Why does modern RL prefer this approach?

Because it produces:

  • better stability,
  • coherent exploration,
  • no longer relying on hacky epsilon,
  • scalability in complex environments,
  • robustness of the policy.

Exploration becomes intelligent behavior, not “random pushing.”

4.4 State-space exploration (Intrinsic Motivation)

This is the category used when:

  • the reward is rare,
  • the agent never sees success,
  • local exploration is pointless.

In this case the agent receives “pseudo-reward” for:

  • seeing new things,
  • reaching unvisited areas,
  • learning about the environment.

Exploration becomes an end in itself.

4.4.1 Curiosity

The agent has an internal model and receives a surprise bonus. If the environment behaves differently than expected, the agent becomes curious and goes there.

4.4.2 Count-based bonuses

Simple in its idea:

  • if a state has been visited a little –> receives a bonus,
  • if it is very common –> does not receive one.

In large environments, approximation is used. Why is it necessary for sparse rewards?

In environments such as large games, real-world navigation, exploratory robotics, or long tasks, the agent can play for hours without ever reaching a real reward.

Without internal motivation, learning is zero. With internal motivation, the agent discovers the structure of the environment on its own and eventually finds the right path.

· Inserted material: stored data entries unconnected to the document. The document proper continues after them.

//! Integration tests for the config holder: reloads, epochs, listeners,
//! persistence and the file watcher.

use std::fs;
use std::path::{Path, PathBuf};
use std::sync::Arc;
use std::sync::atomic::{AtomicBool, Ordering};
use std::time::Duration;
use tempfile::TempDir;
use tokio::sync::mpsc;
use xg2g_config::config::{ConfigHolder, ConfigLoader, MapEnv, WatcherConfig};
use xg2g_config::error::ConfigError;

fn write_config(yaml: &str) -> (TempDir, PathBuf) {
    let dir = TempDir::new().expect("temp dir");
    let path = dir.path().join("config.yaml");
    fs::write(&path, yaml).expect("write config");
    (dir, path)
}

async fn holder_for(path: &Path) -> ConfigHolder {
    let loader = ConfigLoader::new(Some(path.to_path_buf()), "test").with_env(Arc::new(MapEnv::new()));
    ConfigHolder::new(loader).await.expect("initial load")
}

#[tokio::test]
async fn test_reload_picks_up_file_changes() {
    let (_dir, path) = write_config("epg:\n  days: 7\n");
    let holder = holder_for(&path).await;
    assert_eq!(holder.epoch(), 1);
    assert_eq!(holder.get().epg.days, 7);

    fs::write(&path, "epg:\n  days: 3\n").unwrap();
    let snap = holder.reload().await.unwrap();
    assert_eq!(snap.epoch, 2);
    assert_eq!(holder.get().epg.days, 3);
}

#[tokio::test]
async fn test_failed_reload_keeps_previous_snapshot() {
    let (_dir, path) = write_config("epg:\n  days: 7\n");
    let holder = holder_for(&path).await;

    fs::write(&path, "epg:\n  days: 99\n").unwrap();
    let err = holder.reload().await.unwrap_err();
    assert!(matches!(err, ConfigError::Validation(_)));
    assert_eq!(holder.epoch(), 1);
    assert_eq!(holder.get().epg.days, 7);

    fs::write(&path, "epg: [not, a, map]\n").unwrap();
    assert!(holder.reload().await.is_err());
    assert_eq!(holder.epoch(), 1);

    fs::write(&path, "epg:\n  days: 2\n").unwrap();
    assert_eq!(holder.reload().await.unwrap().epoch, 2);
}

#[tokio::test]
async fn test_listeners_receive_each_successful_reload() {
    let (_dir, path) = write_config("epg:\n  days: 7\n");
    let holder = holder_for(&path).await;
    let (tx, mut rx) = mpsc::channel(4);
    let (stx, mut srx) = mpsc::channel(4);
    holder.register_listener(tx);
    holder.register_snapshot_listener(stx);

    fs::write(&path, "epg:\n  days: 4\n").unwrap();
    holder.reload().await.unwrap();
    fs::write(&path, "epg:\n  days: 99\n").unwrap();
    assert!(holder.reload().await.is_err());

    assert_eq!(rx.recv().await.unwrap().epg.days, 4);
    assert_eq!(srx.recv().await.unwrap().epoch, 2);
    assert!(rx.try_recv().is_err());
    assert!(srx.try_recv().is_err());
}

#[tokio::test(flavor = "multi_thread", worker_threads = 2)]
async fn test_readers_never_see_invalid_config() {
    let (_dir, path) = write_config("epg:\n  days: 7\n");
    let holder = Arc::new(holder_for(&path).await);
    let done = Arc::new(AtomicBool::new(false));

    let reader = {
        let holder = Arc::clone(&holder);
        let done = Arc::clone(&done);
        tokio::spawn(async move {
            let mut last_epoch = 0;
            while !done.load(Ordering::SeqCst) {
                let snap = holder.current();
                assert!((1..=14).contains(&snap.config.epg.days));
                assert!(snap.epoch >= last_epoch);
                last_epoch = snap.epoch;
                tokio::task::yield_now().await;
            }
        })
    };

    for i in 0..20u32 {
        let days = if i % 2 == 0 { 99 } else { 1 + i % 14 };
        fs::write(&path, format!("epg:\n  days: {days}\n")).unwrap();
        let _ = holder.reload().await;
    }
    done.store(true, Ordering::SeqCst);
    reader.await.unwrap();
    assert_eq!(holder.epoch(), 11);
}

#[tokio::test]
async fn test_save_then_reload_round_trips() {
    let (_dir, path) = write_config("openWebIF:\n  username: root\n  password: dreambox\n");
    let holder = holder_for(&path).await;

    let mut cfg = (*holder.get()).clone();
    cfg.epg.days = 5;
    cfg.bouquets = vec!["Favourites".into()];
    holder.save(&cfg).unwrap();

    let snap = holder.reload().await.unwrap();
    assert_eq!(snap.config.epg.days, 5);
    assert_eq!(snap.config.bouquets, vec!["Favourites"]);
    assert_eq!(snap.config.open_webif.password, "dreambox");
    assert_eq!(snap.config.enigma2.username, "root");
}

#[tokio::test]
async fn test_save_rejects_invalid_config() {
    let (_dir, path) = write_config("epg:\n  days: 7\n");
    let holder = holder_for(&path).await;
    let mut cfg = (*holder.get()).clone();
    cfg.epg.days = 0;
    assert!(matches!(holder.save(&cfg), Err(ConfigError::Validation(_))));
    assert_eq!(fs::read_to_string(&path).unwrap(), "epg:\n  days: 7\n");
}

#[tokio::test]
async fn test_watcher_coalesces_burst_into_one_reload() {
    let (_dir, path) = write_config("epg:\n  days: 7\n");
    let holder = Arc::new(holder_for(&path).await);
    let config = WatcherConfig {
        debounce: Duration::from_millis(400),
    };
    holder.start_watcher_with(config).unwrap();
    assert!(holder.is_watching());

    for days in [3, 4, 5] {
        fs::write(&path, format!("epg:\n  days: {days}\n")).unwrap();
        tokio::time::sleep(Duration::from_millis(20)).await;
    }

    tokio::time::sleep(Duration::from_millis(1500)).await;
    assert_eq!(holder.epoch(), 2);
    assert_eq!(holder.get().epg.days, 5);

    holder.stop().await;
    assert!(!holder.is_watching());
}

#[tokio::test]
async fn test_watcher_single_write_reloads_once() {
    let (_dir, path) = write_config("epg:\n  days: 7\n");
    let holder = Arc::new(holder_for(&path).await);
    let config = WatcherConfig {
        debounce: Duration::from_millis(200),
    };
    holder.start_watcher_with(config).unwrap();

    fs::write(&path, "epg:\n  days: 6\n").unwrap();

    // Several debounce windows: the reload's own read of the file must not
    // trigger another one.
    tokio::time::sleep(Duration::from_millis(1500)).await;
    assert_eq!(holder.epoch(), 2);
    assert_eq!(holder.get().epg.days, 6);

    holder.stop().await;
}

5. How to recognize if the agent is exploring or exploiting (from data)

Reading the Truth Behind the Graph
Reading the Truth Behind the Graph

Most practitioners make the mistake of looking only at reward vs timesteps. Analyzing only these two concepts, it is very easy to reach the wrong conclusions.

A mature RL practitioner should know:

  • what the reward does not say,
  • what indicators are really useful,
  • what signs of good vs bad vs insufficient exploration look like.

Reward vs Timesteps: what the graph does not tell you

You cannot decide exploration only from reward. The reasons are the following:

  • during training the agent is still exploring,
  • exploration = intentionally “weaker” actions,
  • the environment can be stochastic,
  • reward can decrease even if the policy improves,
  • an agent without exploration can have a nice reward but it is fragile.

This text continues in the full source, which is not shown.